YOUR ASSIGNMENT -
Take the data below and extract the lines from the one with "pub fn save_text(path: impl" to the one with "Write the field", inclusive, exactly as written.

DATA PROVIDED -
//! OpenAIModel against an in-process mock of the chat completions endpoint

use axum::{extract::State, http::StatusCode, routing::post, Json, Router};
use orderscan_core::{GenerateTextParams, LanguageModel, ModelConfig, OrderScanError};
use orderscan_provider_openai::OpenAIModel;
use serde_json::{json, Value};
use std::sync::{Arc, Mutex};

type Seen = Arc<Mutex<Vec<Value>>>;

async fn start_mock(status: StatusCode, body: Value) -> (String, Seen) {
    let seen: Seen = Arc::new(Mutex::new(Vec::new()));
    let state = (seen.clone(), status, body);

    let app = Router::new()
        .route(
            "/chat/completions",
            post(
                |State((seen, status, body)): State<(Seen, StatusCode, Value)>,
                 Json(request): Json<Value>| async move {
                    seen.lock().unwrap().push(request);
                    (status, Json(body))
                },
            ),
        )
        .with_state(state);

    let listener = tokio::net::TcpListener::bind("127.0.0.1:0").await.unwrap();
    let addr = listener.local_addr().unwrap();
    tokio::spawn(async move {
        axum::serve(listener, app).await.unwrap();
    });
    (format!("http://{}", addr), seen)
}

fn config_for(base: &str) -> ModelConfig {
    let mut config = ModelConfig::new("sk-test");
    config.api_base = Some(base.to_string());
    config.timeout_secs = 10;
    config
}

#[tokio::test]
async fn test_completion_text_is_returned() {
    let (base, seen) = start_mock(
        StatusCode::OK,
        json!({
            "id": "chatcmpl-1",
            "object": "chat.completion",
            "created": 1700000000,
            "model": "gpt-3.5-turbo",
            "choices": [{
                "index": 0,
                "message": { "role": "assistant", "content": "ORDER_NUMBER: 4711" },
                "finish_reason": "stop"
            }],
            "usage": { "prompt_tokens": 12, "completion_tokens": 5, "total_tokens": 17 }
        }),
    )
    .await;

    let model = OpenAIModel::new(&config_for(&base)).unwrap();
    let text = model
        .generate_text(GenerateTextParams::prompt("Extract the order number"))
        .await
        .unwrap();

    assert_eq!(text, "ORDER_NUMBER: 4711");

    let requests = seen.lock().unwrap().clone();
    assert_eq!(requests.len(), 1);
    assert_eq!(requests[0]["model"], "gpt-3.5-turbo");
    assert_eq!(requests[0]["temperature"], 0.0);
    assert_eq!(requests[0]["messages"][0]["role"], "user");
    assert_eq!(requests[0]["messages"][0]["content"], "Extract the order number");
    assert!(requests[0].get("stream").map_or(true, |s| s == false));
}

#[tokio::test]
async fn test_params_override_configured_model() {
    let (base, seen) = start_mock(
        StatusCode::OK,
        json!({
            "id": "chatcmpl-2",
            "object": "chat.completion",
            "created": 1700000000,
            "model": "gpt-4o-mini",
            "choices": [{
                "index": 0,
                "message": { "role": "assistant", "content": "ok" },
                "finish_reason": "stop"
            }]
        }),
    )
    .await;

    let model = OpenAIModel::new(&config_for(&base)).unwrap();
    let params = GenerateTextParams {
        prompt: "hi".to_string(),
        model: Some("gpt-4o-mini".to_string()),
        max_tokens: Some(64),
        temperature: None,
    };
    model.generate_text(params).await.unwrap();

    let requests = seen.lock().unwrap().clone();
    assert_eq!(requests[0]["model"], "gpt-4o-mini");
    assert_eq!(requests[0]["max_tokens"], 64);
}

#[tokio::test]
async fn test_auth_failure_maps_to_model_error() {
    let (base, _seen) = start_mock(
        StatusCode::UNAUTHORIZED,
        json!({
            "error": {
                "message": "Incorrect API key provided",
                "type": "invalid_request_error",
                "param": null,
                "code": "invalid_api_key"
            }
        }),
    )
    .await;

    let model = OpenAIModel::new(&config_for(&base)).unwrap();
    let err = model
        .generate_text(GenerateTextParams::prompt("anything"))
        .await
        .unwrap_err();

    assert!(matches!(err, OrderScanError::Model(_)));
    assert!(err.to_string().contains("Incorrect API key provided"));
}
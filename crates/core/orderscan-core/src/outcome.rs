//! Tagged results passed between pipeline stages
//!
//! A stage either produced its value or failed with a reason. Failures are
//! never mixed into content; they are rendered as text only by whoever
//! presents them.

use crate::utils::scrub_message;
use crate::OrderScanError;
use serde::ser::{SerializeStruct, Serializer};
use serde::{Deserialize, Serialize};
use std::fmt;

/// Pipeline stage that can fail
#[derive(Debug, Clone, Copy, PartialEq, Eq, Hash, Serialize, Deserialize)]
#[serde(rename_all = "snake_case")]
pub enum Stage {
    /// Reading text out of the PDF
    Extraction,
    /// Chunked map-reduce summary
    Summarization,
    /// Structured field request and parsing
    FieldExtraction,
    /// Writing artifacts
    Saving,
}

impl Stage {
    /// Prefix used when a failure of this stage is shown to a user
    pub fn failure_prefix(&self) -> &'static str {
        match self {
            Stage::Extraction => "Error extracting text from PDF",
            Stage::Summarization => "Error processing text",
            Stage::FieldExtraction => "Error extracting fields",
            Stage::Saving => "Error saving file",
        }
    }
}

impl fmt::Display for Stage {
    fn fmt(&self, f: &mut fmt::Formatter<'_>) -> fmt::Result {
        let name = match self {
            Stage::Extraction => "extraction",
            Stage::Summarization => "summarization",
            Stage::FieldExtraction => "field_extraction",
            Stage::Saving => "saving",
        };
        f.write_str(name)
    }
}

/// Why a stage did not produce a value
#[derive(Debug, Clone, PartialEq, Eq, Serialize, Deserialize)]
pub struct StageFailure {
    /// Stage that failed
    pub stage: Stage,

    /// Scrubbed failure reason
    pub reason: String,
}

impl StageFailure {
    /// Build a failure; the reason is scrubbed of secrets and personal data
    pub fn new(stage: Stage, reason: impl AsRef<str>) -> Self {
        Self {
            stage,
            reason: scrub_message(reason.as_ref()),
        }
    }

    /// Failure from a library error
    pub fn from_error(stage: Stage, error: &OrderScanError) -> Self {
        Self::new(stage, error.to_string())
    }
}

impl fmt::Display for StageFailure {
    fn fmt(&self, f: &mut fmt::Formatter<'_>) -> fmt::Result {
        write!(f, "{}: {}", self.stage.failure_prefix(), self.reason)
    }
}

impl std::error::Error for StageFailure {}

/// Result of one stage
#[derive(Debug, Clone, PartialEq)]
pub enum StageOutcome<T> {
    /// Stage produced its value
    Ready(T),
    /// Stage failed
    Failed(StageFailure),
}

impl<T> StageOutcome<T> {
    /// Convert a library result at a stage boundary
    pub fn from_result(stage: Stage, result: crate::Result<T>) -> Self {
        match result {
            Ok(value) => StageOutcome::Ready(value),
            Err(e) => StageOutcome::Failed(StageFailure::from_error(stage, &e)),
        }
    }

    /// True when the stage produced a value
    pub fn is_ready(&self) -> bool {
        matches!(self, StageOutcome::Ready(_))
    }

    /// The value, if any
    pub fn ready(&self) -> Option<&T> {
        match self {
            StageOutcome::Ready(value) => Some(value),
            StageOutcome::Failed(_) => None,
        }
    }

    /// The failure, if any
    pub fn failure(&self) -> Option<&StageFailure> {
        match self {
            StageOutcome::Ready(_) => None,
            StageOutcome::Failed(failure) => Some(failure),
        }
    }

    /// Transform the ready value
    pub fn map<U, F: FnOnce(T) -> U>(self, f: F) -> StageOutcome<U> {
        match self {
            StageOutcome::Ready(value) => StageOutcome::Ready(f(value)),
            StageOutcome::Failed(failure) => StageOutcome::Failed(failure),
        }
    }

    /// Borrowing view
    pub fn as_ref(&self) -> StageOutcome<&T> {
        match self {
            StageOutcome::Ready(value) => StageOutcome::Ready(value),
            StageOutcome::Failed(failure) => StageOutcome::Failed(failure.clone()),
        }
    }

    /// Back to a plain result
    pub fn into_result(self) -> std::result::Result<T, StageFailure> {
        match self {
            StageOutcome::Ready(value) => Ok(value),
            StageOutcome::Failed(failure) => Err(failure),
        }
    }
}

impl<T: Serialize> Serialize for StageOutcome<T> {
    fn serialize<S: Serializer>(&self, serializer: S) -> std::result::Result<S::Ok, S::Error> {
        match self {
            StageOutcome::Ready(value) => {
                let mut state = serializer.serialize_struct("StageOutcome", 2)?;
                state.serialize_field("status", "ready")?;
                state.serialize_field("value", value)?;
                state.end()
            }
            StageOutcome::Failed(failure) => {
                let mut state = serializer.serialize_struct("StageOutcome", 3)?;
                state.serialize_field("status", "failed")?;
                state.serialize_field("stage", &failure.stage)?;
                state.serialize_field("reason", &failure.reason)?;
                state.end()
            }
        }
    }
}
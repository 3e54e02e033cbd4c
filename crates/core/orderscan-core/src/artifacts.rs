//! Writing summaries and field rows to disk

use crate::fields::StructuredFields;
use crate::outcome::{Stage, StageFailure};
use crate::Result;
use std::fs;
use std::path::{Path, PathBuf};
use tracing::{info, warn};

/// Persists analysis artifacts. Every write creates missing parent directories.
pub struct ArtifactWriter;

impl ArtifactWriter {
    /// Write `text` as UTF-8
    pub fn write_summary(path: impl AsRef<Path>, text: &str) -> Result<PathBuf> {
        let path = path.as_ref();
        ensure_parent(path)?;
        fs::write(path, text.as_bytes())?;
        info!("ARTIFACT_WRITTEN kind=summary path={} bytes={}", path.display(), text.len());
        Ok(path.to_path_buf())
    }

    /// Write the CSV header and the single field row
    pub fn write_fields_csv(path: impl AsRef<Path>, fields: &StructuredFields) -> Result<PathBuf> {
        let path = path.as_ref();
        ensure_parent(path)?;
        let file = fs::File::create(path)?;
        fields.write_csv(file)?;
        info!("ARTIFACT_WRITTEN kind=fields_csv path={}", path.display());
        Ok(path.to_path_buf())
    }

    /// Write `text`, reporting an IO error as a saving failure
    pub fn save_text(path: impl AsRef<Path>, text: &str) -> SaveResult {
        let path = path.as_ref();
        saved(path, Self::write_summary(path, text))
    }

    /// Write the field row, reporting an IO error as a saving failure
    pub fn save_fields_csv(path: impl AsRef<Path>, fields: &StructuredFields) -> SaveResult {
        let path = path.as_ref();
        saved(path, Self::write_fields_csv(path, fields))
    }

    /// Status line shown for a save, e.g. `File saved successfully at: out/a.txt`
    pub fn save_status(result: &SaveResult) -> String {
        match result {
            Ok(written) => format!("File saved successfully at: {}", written.display()),
            Err(failure) => failure.to_string(),
        }
    }
}

/// Where an artifact landed, or why it could not be written
pub type SaveResult = std::result::Result<PathBuf, StageFailure>;

fn saved(path: &Path, result: Result<PathBuf>) -> SaveResult {
    result.map_err(|e| {
        let failure = StageFailure::from_error(Stage::Saving, &e);
        warn!("ARTIFACT_WRITE_FAILED path={} reason={}", path.display(), failure.reason);
        failure
    })
}

fn ensure_parent(path: &Path) -> Result<()> {
    if let Some(parent) = path.parent() {
        if !parent.as_os_str().is_empty() {
            fs::create_dir_all(parent)?;
        }
    }
    Ok(())
}

#[cfg(test)]
mod tests {
    use super::*;
    use tempfile::TempDir;

    #[test]
    fn test_summary_round_trip_is_byte_identical() {
        let dir = TempDir::new().unwrap();
        let path = dir.path().join("nested/deeper/summary.txt");
        let text = "Bestellung 4711\r\n\nMenge: 12 Stück\tPreis: 3,50 €\n";

        ArtifactWriter::write_summary(&path, text).unwrap();
        assert_eq!(fs::read(&path).unwrap(), text.as_bytes());
    }

    #[test]
    fn test_fields_csv_creates_parents() {
        let dir = TempDir::new().unwrap();
        let path = dir.path().join("out/fields.csv");
        let fields = StructuredFields::parse("CURRENCY: EUR");

        ArtifactWriter::write_fields_csv(&path, &fields).unwrap();
        let written = fs::read_to_string(&path).unwrap();
        assert!(written.starts_with("Order date,Order number,"));
        assert!(written.contains("EUR"));
    }

    #[test]
    fn test_save_text_status_lines() {
        let dir = TempDir::new().unwrap();
        let ok_path = dir.path().join("a.txt");
        let saved = ArtifactWriter::save_text(&ok_path, "hello");
        assert_eq!(saved.as_ref().unwrap(), &ok_path);
        assert!(ArtifactWriter::save_status(&saved).starts_with("File saved successfully at: "));

        // A regular file where a directory is needed
        let blocker = dir.path().join("blocker");
        fs::write(&blocker, "x").unwrap();
        let failed = ArtifactWriter::save_text(blocker.join("b.txt"), "hello");
        assert_eq!(failed.as_ref().unwrap_err().stage, Stage::Saving);
        assert!(ArtifactWriter::save_status(&failed).starts_with("Error saving file: "));
    }

    #[test]
    fn test_save_fields_csv_reports_saving_failure() {
        let dir = TempDir::new().unwrap();
        let blocker = dir.path().join("blocker");
        fs::write(&blocker, "x").unwrap();

        let failed = ArtifactWriter::save_fields_csv(blocker.join("f.csv"), &StructuredFields::new());
        let failure = failed.unwrap_err();
        assert_eq!(failure.stage, Stage::Saving);
        assert!(!failure.reason.is_empty());
    }
}
/*!
# Document Ingestion

Turns PDF files into [`DocumentText`]: the per-page text of a document in page
order, joined by blank lines.
*/

pub mod pdf;

pub use pdf::PdfExtractor;

use serde::{Deserialize, Serialize};

/// Separator placed between page texts
pub const PAGE_SEPARATOR: &str = "\n\n";

/// Text of one document. Immutable once built.
#[derive(Debug, Clone, PartialEq, Eq)]
pub struct DocumentText {
    pages: Vec<String>,
    text: String,
}

impl DocumentText {
    /// Build from page texts in page order
    pub fn from_pages(pages: Vec<String>) -> Self {
        let text = pages.join(PAGE_SEPARATOR);
        Self { pages, text }
    }

    /// Full text
    pub fn as_str(&self) -> &str {
        &self.text
    }

    /// Page texts
    pub fn pages(&self) -> &[String] {
        &self.pages
    }

    /// Number of pages that contributed text
    pub fn page_count(&self) -> usize {
        self.pages.len()
    }

    /// Length in characters
    pub fn char_count(&self) -> usize {
        self.text.chars().count()
    }

    /// Whitespace-separated words
    pub fn word_count(&self) -> usize {
        self.text.split_whitespace().count()
    }

    /// True when the document has no visible text
    pub fn is_blank(&self) -> bool {
        self.text.trim().is_empty()
    }

    /// Counters for reports
    pub fn stats(&self) -> DocumentStats {
        DocumentStats {
            page_count: self.page_count(),
            char_count: self.char_count(),
            word_count: self.word_count(),
        }
    }

    /// Consume into the full text
    pub fn into_string(self) -> String {
        self.text
    }
}

/// Size counters of an extracted document
#[derive(Debug, Clone, Copy, PartialEq, Eq, Serialize, Deserialize)]
pub struct DocumentStats {
    /// Pages that contributed text
    pub page_count: usize,
    /// Characters, not bytes
    pub char_count: usize,
    /// Whitespace-separated words
    pub word_count: usize,
}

WRITTEN RESPONSE -
    pub fn save_text(path: impl AsRef<Path>, text: &str) -> SaveResult {
        let path = path.as_ref();
        saved(path, Self::write_summary(path, text))
    }

    /// Write the field row, reporting an IO error as a saving failure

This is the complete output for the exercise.